It is also disingenuous to say that Iran is involved in Yemen. Saudi Arabia has been the dominant force in Yemen at least since the 1990s, and of course before. Much of the reason why Yemen is in a mess today is non-stop Saudi interference going back to the 1960s. If you go back to the 1960s, Yemen’s earliest civil war, the other countries involved were Egypt, helping the so-called revolutionaries, and Saudi Arabia, helping more conservative forces in Yemen. When you have this kind of regional competition, of course Iran also becomes involved. The other thing is, to say that the Houthis are stooges of Iran does not do justice to the depth of resentment that the Houthis feel for the way they are treated by President Hadi. It also reduces the developments to very simplistic assumptions. For a long time, former president Saleh was supported by Saudi Arabia. Now Saleh is in cohorts with the Houthis. So saying that Iran is interfering is incomplete and misleading, because the Saudis have long been involved and now they are bombing the country.

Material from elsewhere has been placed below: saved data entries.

use super::errors::JoinTreeError;
use super::node::{
    JoinKind, JoinLink, JoinNode, JoinNodeName, MergeJoin, MergeJoinSpec, NodeId, PassiveJoin,
    PassiveJoinSpec, RelationJoin, RelationJoinSpec, RootJoin,
};
use crate::mapping::inflater::EntityInflater;
use crate::mapping::table::{Column, Table};
use std::collections::{HashMap, HashSet, VecDeque};
use std::sync::atomic::{AtomicU64, Ordering};
use std::sync::Arc;
use uuid::Uuid;

static NEXT_TREE_ID: AtomicU64 = AtomicU64::new(1);

/// Forest-unique tree of joins rooted at one entity.
///
/// Nodes are stored in an arena; `registry` indexes them by name. Every
/// non-root node is reachable from the root through `children` links and
/// `registry.len() == nodes.len()` at all times.
#[derive(Debug)]
pub struct JoinTree {
    id: u64,
    nodes: Vec<JoinNode>,
    registry: HashMap<JoinNodeName, NodeId>,
}

impl JoinTree {
    pub const ROOT: NodeId = NodeId(0);

    pub fn new(
        table: Arc<Table>,
        inflater: Arc<dyn EntityInflater>,
        alias: Option<String>,
    ) -> Self {
        let root = JoinNode {
            name: JoinNodeName::root(),
            table,
            alias,
            parent: None,
            children: Vec::new(),
            excluded_from_ddl: false,
            kind: JoinKind::Root(RootJoin { inflater }),
        };
        let mut registry = HashMap::new();
        registry.insert(root.name.clone(), Self::ROOT);
        Self {
            id: NEXT_TREE_ID.fetch_add(1, Ordering::Relaxed),
            nodes: vec![root],
            registry,
        }
    }

    pub fn root(&self) -> &JoinNode {
        &self.nodes[Self::ROOT.0]
    }

    pub fn root_inflater(&self) -> &Arc<dyn EntityInflater> {
        match &self.root().kind {
            JoinKind::Root(root) => &root.inflater,
            _ => unreachable!("node 0 is always the root"),
        }
    }

    pub fn node(&self, name: &JoinNodeName) -> Option<&JoinNode> {
        self.registry.get(name).map(|id| &self.nodes[id.0])
    }

    /// Node behind `id`, `None` when the id does not index this tree
    pub fn get(&self, id: NodeId) -> Option<&JoinNode> {
        self.nodes.get(id.0)
    }

    pub fn len(&self) -> usize {
        self.nodes.len()
    }

    /// True when the tree holds no join besides its root
    pub fn is_empty(&self) -> bool {
        self.nodes.len() == 1
    }

    pub fn node_names(&self) -> Vec<String> {
        let mut names: Vec<String> = self.registry.keys().map(|n| n.to_string()).collect();
        names.sort();
        names
    }

    fn resolve(&self, name: &JoinNodeName) -> Result<NodeId, JoinTreeError> {
        self.registry
            .get(name)
            .copied()
            .ok_or_else(|| JoinTreeError::UnknownNode {
                name: name.to_string(),
                known: self.node_names(),
            })
    }

    pub fn add_relation_join(
        &mut self,
        parent: &JoinNodeName,
        spec: RelationJoinSpec,
    ) -> Result<JoinNodeName, JoinTreeError> {
        let link = JoinLink {
            left_column: spec.left_column,
            right_column: spec.right_column,
            join_type: spec.join_type,
        };
        let kind = JoinKind::Relation(RelationJoin {
            link: link.clone(),
            inflater: spec.inflater,
            fixer: spec.fixer,
            extra_columns: spec.extra_columns,
            duplicate_key: spec.duplicate_key,
        });
        self.attach(parent, spec.table, spec.alias, &link, kind)
    }

    pub fn add_merge_join(
        &mut self,
        parent: &JoinNodeName,
        spec: MergeJoinSpec,
    ) -> Result<JoinNodeName, JoinTreeError> {
        let link = JoinLink {
            left_column: spec.left_column,
            right_column: spec.right_column,
            join_type: spec.join_type,
        };
        let kind = JoinKind::Merge(MergeJoin {
            link: link.clone(),
            merger: spec.merger,
        });
        self.attach(parent, spec.table, spec.alias, &link, kind)
    }

    pub fn add_passive_join(
        &mut self,
        parent: &JoinNodeName,
        spec: PassiveJoinSpec,
    ) -> Result<JoinNodeName, JoinTreeError> {
        let link = JoinLink {
            left_column: spec.left_column,
            right_column: spec.right_column,
            join_type: spec.join_type,
        };
        let kind = JoinKind::Passive(PassiveJoin {
            link: link.clone(),
            columns: spec.columns,
            listener: spec.listener,
        });
        self.attach(parent, spec.table, spec.alias, &link, kind)
    }

    fn attach(
        &mut self,
        parent: &JoinNodeName,
        table: Arc<Table>,
        alias: Option<String>,
        link: &JoinLink,
        kind: JoinKind,
    ) -> Result<JoinNodeName, JoinTreeError> {
        let parent_id = self.resolve(parent)?;
        let parent_node = &self.nodes[parent_id.0];
        check_column_in_table(&link.left_column, &parent_node.table, &parent_node.name)?;
        let name = self.generate_name();
        check_column_in_table(&link.right_column, &table, &name)?;

        let id = self.push(JoinNode {
            name: name.clone(),
            table,
            alias,
            parent: Some(parent_id),
            children: Vec::new(),
            excluded_from_ddl: false,
            kind,
        });
        log::trace!(
            "Attached {} join '{}' under '{}'",
            self.nodes[id.0].kind.label(),
            name,
            parent
        );
        Ok(name)
    }

    fn push(&mut self, node: JoinNode) -> NodeId {
        let id = NodeId(self.nodes.len());
        if let Some(parent) = node.parent {
            self.nodes[parent.0].children.push(id);
        }
        self.registry.insert(node.name.clone(), id);
        self.nodes.push(node);
        id
    }

    fn generate_name(&self) -> JoinNodeName {
        loop {
            let suffix = Uuid::new_v4().simple().to_string();
            let name = JoinNodeName::new(format!("{:x}-{}", self.id, &suffix[..8]));
            if !self.registry.contains_key(&name) {
                return name;
            }
        }
    }

    /// All nodes, breadth-first, a parent always before its children
    pub fn iter_breadth_first(&self) -> BreadthFirst<'_> {
        let mut queue = VecDeque::new();
        queue.push_back(Self::ROOT);
        BreadthFirst { tree: self, queue }
    }

    /// Visit every join node breadth-first and pre-order, root excluded
    pub fn foreach_join(&self, mut visitor: impl FnMut(&JoinNode)) {
        for node in self.iter_breadth_first().skip(1) {
            visitor(node);
        }
    }

    pub fn depth_of(&self, name: &JoinNodeName) -> Option<usize> {
        let mut id = *self.registry.get(name)?;
        let mut depth = 0;
        while let Some(parent) = self.nodes[id.0].parent {
            depth += 1;
            id = parent;
        }
        Some(depth)
    }

    /// Exclude the node's table from [`give_tables`](Self::give_tables), for joins that only
    /// read tables owned by another mapping
    pub fn mark_excluded_from_ddl(&mut self, name: &JoinNodeName) -> Result<(), JoinTreeError> {
        let id = self.resolve(name)?;
        self.nodes[id.0].excluded_from_ddl = true;
        Ok(())
    }

    /// Distinct tables of the tree, skipping nodes marked as excluded from DDL.
    /// Clones of one table share its name and are listed once.
    pub fn give_tables(&self) -> Vec<Arc<Table>> {
        let mut seen: HashSet<&str> = HashSet::new();
        self.iter_breadth_first()
            .filter(|node| !node.excluded_from_ddl)
            .filter(|node| seen.insert(node.table.name()))
            .map(|node| Arc::clone(&node.table))
            .collect()
    }

    /// Copy this tree's joins under `anchor` of `target`.
    ///
    /// Each copy keeps its source name and kind; its left column is replaced by
    /// the same-named column of its new parent's table. Every copy is checked
    /// before the first one is attached, so on error `target` is unchanged.
    pub fn project_to(
        &self,
        target: &mut JoinTree,
        anchor: &JoinNodeName,
    ) -> Result<(), JoinTreeError> {
        let staged = self.stage_projection(target, anchor)?;
        let projected = staged.len();
        for copy in staged {
            let parent = copy.parent.map(|id| target.nodes[id.0].name.clone());
            let name = copy.name.clone();
            target.push(copy);
            log::trace!(
                "Projected join '{}' onto tree {:x} under '{}'",
                name,
                target.id,
                parent.unwrap_or_else(JoinNodeName::root)
            );
        }
        log::debug!("Projected {} joins onto tree {:x}", projected, target.id);
        Ok(())
    }

    /// Copies of this tree's joins in breadth-first order, parents pointing at
    /// the ids they will receive once pushed onto `target` in that order
    fn stage_projection(
        &self,
        target: &JoinTree,
        anchor: &JoinNodeName,
    ) -> Result<Vec<JoinNode>, JoinTreeError> {
        let anchor_id = target.resolve(anchor)?;
        let base = target.nodes.len();
        let mut staged: Vec<JoinNode> = Vec::with_capacity(self.nodes.len() - 1);
        let mut names: HashSet<&JoinNodeName> = HashSet::new();
        let mut queue: VecDeque<(NodeId, NodeId)> = self
            .root()
            .children
            .iter()
            .map(|child| (*child, anchor_id))
            .collect();

        while let Some((source_id, target_parent)) = queue.pop_front() {
            let source = &self.nodes[source_id.0];
            if target.registry.contains_key(&source.name) || !names.insert(&source.name) {
                return Err(JoinTreeError::DuplicateNodeName {
                    name: source.name.to_string(),
                });
            }

            let parent_table = match target_parent.0.checked_sub(base) {
                Some(index) => Arc::clone(&staged[index].table),
                None => Arc::clone(&target.nodes[target_parent.0].table),
            };
            let mut copy = JoinNode {
                name: source.name.clone(),
                table: Arc::clone(&source.table),
                alias: source.alias.clone(),
                parent: Some(target_parent),
                children: Vec::new(),
                excluded_from_ddl: source.excluded_from_ddl,
                kind: source.kind.clone(),
            };
            if let Some(link) = copy.link_mut() {
                let rebound = parent_table
                    .find_column(link.left_column.name())
                    .ok_or_else(|| JoinTreeError::MissingJoinColumn {
                        table: parent_table.name().to_string(),
                        column: link.left_column.name().to_string(),
                    })?;
                link.left_column = rebound.clone();
            }

            let copy_id = NodeId(base + staged.len());
            staged.push(copy);
            queue.extend(source.children.iter().map(|child| (*child, copy_id)));
        }
        Ok(staged)
    }
}

fn check_column_in_table(
    column: &Column,
    table: &Table,
    node: &JoinNodeName,
) -> Result<(), JoinTreeError> {
    if table.columns().iter().any(|c| c.id() == column.id()) {
        Ok(())
    } else {
        Err(JoinTreeError::ColumnNotInTable {
            column: column.to_string(),
            table: table.name().to_string(),
            node: node.to_string(),
        })
    }
}

pub struct BreadthFirst<'a> {
    tree: &'a JoinTree,
    queue: VecDeque<NodeId>,
}

impl<'a> Iterator for BreadthFirst<'a> {
    type Item = &'a JoinNode;

    fn next(&mut self) -> Option<Self::Item> {
        let id = self.queue.pop_front()?;
        let node = &self.tree.nodes[id.0];
        self.queue.extend(node.children.iter().copied());
        Some(node)
    }
}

Do you see a sectarian conflict in the region? If yes, how is Iran contributing to this?
I see a strategic conflict in the region, a power conflict, among different regional actors. And I think the chaos that has been pervasive in the Middle East since 2011 has provided a perfect opportunity for these regional actors to compete. This strategic conflict sometimes assumes a sectarian flavour. But the root of it is not sectarian. Four or five years ago, we were not talking about Shia-Sunni, we were talking about regional competition, governments competing with each other; we were talking about Iran and its collaboration with Hamas, and Hamas is not Shia. But then regional competition became reconfigured in different ways. In the meanwhile, you had people who might be called sectarian, or they are called ‘identity entrepreneurs.” You had sectarian individuals that in order to enhance their own legitimacy, in order to empower themselves, started playing the sectarian card. It really started in Bahrain, where you had a national revolution that was framed by the state in sectarian terms. When that happened, sectarianism became a convenient political tool. Then in many ways the conflicts in the region became voiced in sectarian terms. 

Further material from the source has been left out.